Top of Data extracts

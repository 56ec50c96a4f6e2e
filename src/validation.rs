//! Up-front validation of the matching configuration
//!
//! Configuration mistakes are rejected before any data is touched, so a
//! bad ratio or caliper surfaces immediately instead of partway through a
//! long run.

use crate::criteria::MatchingConfig;
use crate::error::{MatchError, Result};

/// Check the configuration for values that can never work
///
/// # Errors
///
/// Returns a configuration error for a zero ratio, a degenerate optimizer
/// record, a negative or non-finite caliper width, an empty distance
/// subset, or a non-square fixed weight matrix.
pub fn validate_config(config: &MatchingConfig) -> Result<()> {
    if config.ratio < 1 {
        return Err(MatchError::InvalidRatio(config.ratio));
    }

    if config.optimizer.population_size < 2 {
        return Err(MatchError::InvalidOptimizerConfig(format!(
            "population size must be at least 2, got {}",
            config.optimizer.population_size
        )));
    }
    if config.optimizer.max_generations < 1 {
        return Err(MatchError::InvalidOptimizerConfig(
            "generation count must be at least 1".to_string(),
        ));
    }
    let tolerance = config.optimizer.distance_tolerance;
    if !tolerance.is_finite() || tolerance < 0.0 {
        return Err(MatchError::InvalidOptimizerConfig(format!(
            "distance tolerance must be finite and non-negative, got {tolerance}"
        )));
    }

    for caliper in &config.calipers {
        if !caliper.width.is_finite() || caliper.width < 0.0 {
            return Err(MatchError::InvalidCaliper {
                dimension: caliper.target.name().to_string(),
                width: caliper.width,
            });
        }
    }

    if let Some(mahvars) = &config.mahvars {
        if mahvars.is_empty() {
            return Err(MatchError::NoCovariates);
        }
    }

    if let Some(rows) = &config.weight_matrix {
        let n = rows.len();
        if n == 0 || rows.iter().any(|row| row.len() != n) {
            let widest = rows.iter().map(Vec::len).max().unwrap_or(0);
            return Err(MatchError::InvalidWeightMatrix(format!(
                "fixed weight matrix must be square, got {n}x{widest}"
            )));
        }
    }

    Ok(())
}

Bottom of Data extracts

→ Task item:
Reply with nothing except the number of lines in the records that include the word "Some".

→ Result of the exercise:
2